■ **WHAT THE TASK ASKS**
Please tally the lines of the listing that follows where the word "first" appears, and reply with the number only.

>>>

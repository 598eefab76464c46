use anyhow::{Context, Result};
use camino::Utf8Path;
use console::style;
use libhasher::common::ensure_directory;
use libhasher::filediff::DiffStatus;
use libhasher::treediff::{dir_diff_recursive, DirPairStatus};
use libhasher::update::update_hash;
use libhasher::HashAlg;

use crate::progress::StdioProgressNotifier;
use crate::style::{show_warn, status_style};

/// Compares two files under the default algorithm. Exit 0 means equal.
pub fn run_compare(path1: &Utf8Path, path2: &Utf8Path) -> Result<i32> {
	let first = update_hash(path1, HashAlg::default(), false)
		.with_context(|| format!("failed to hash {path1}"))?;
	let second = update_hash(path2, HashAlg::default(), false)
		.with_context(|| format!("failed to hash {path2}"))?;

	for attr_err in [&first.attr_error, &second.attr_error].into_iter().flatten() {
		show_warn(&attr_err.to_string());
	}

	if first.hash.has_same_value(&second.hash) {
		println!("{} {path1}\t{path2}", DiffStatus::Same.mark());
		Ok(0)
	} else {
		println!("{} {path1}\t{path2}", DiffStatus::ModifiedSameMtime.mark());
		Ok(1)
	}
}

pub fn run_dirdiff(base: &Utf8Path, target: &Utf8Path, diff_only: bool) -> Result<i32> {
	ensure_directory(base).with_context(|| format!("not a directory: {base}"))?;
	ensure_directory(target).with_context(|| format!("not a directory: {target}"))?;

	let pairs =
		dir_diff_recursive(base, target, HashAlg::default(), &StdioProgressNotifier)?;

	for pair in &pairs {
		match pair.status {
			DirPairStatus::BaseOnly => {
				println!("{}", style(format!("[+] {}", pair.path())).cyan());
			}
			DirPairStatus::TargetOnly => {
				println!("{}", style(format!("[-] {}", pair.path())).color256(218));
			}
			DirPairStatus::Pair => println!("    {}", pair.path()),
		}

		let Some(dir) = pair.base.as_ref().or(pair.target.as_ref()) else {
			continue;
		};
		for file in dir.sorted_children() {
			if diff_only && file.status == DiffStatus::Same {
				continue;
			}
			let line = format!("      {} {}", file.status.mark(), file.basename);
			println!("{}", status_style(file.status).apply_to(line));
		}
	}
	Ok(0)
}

<<<

■ **REPLY**
3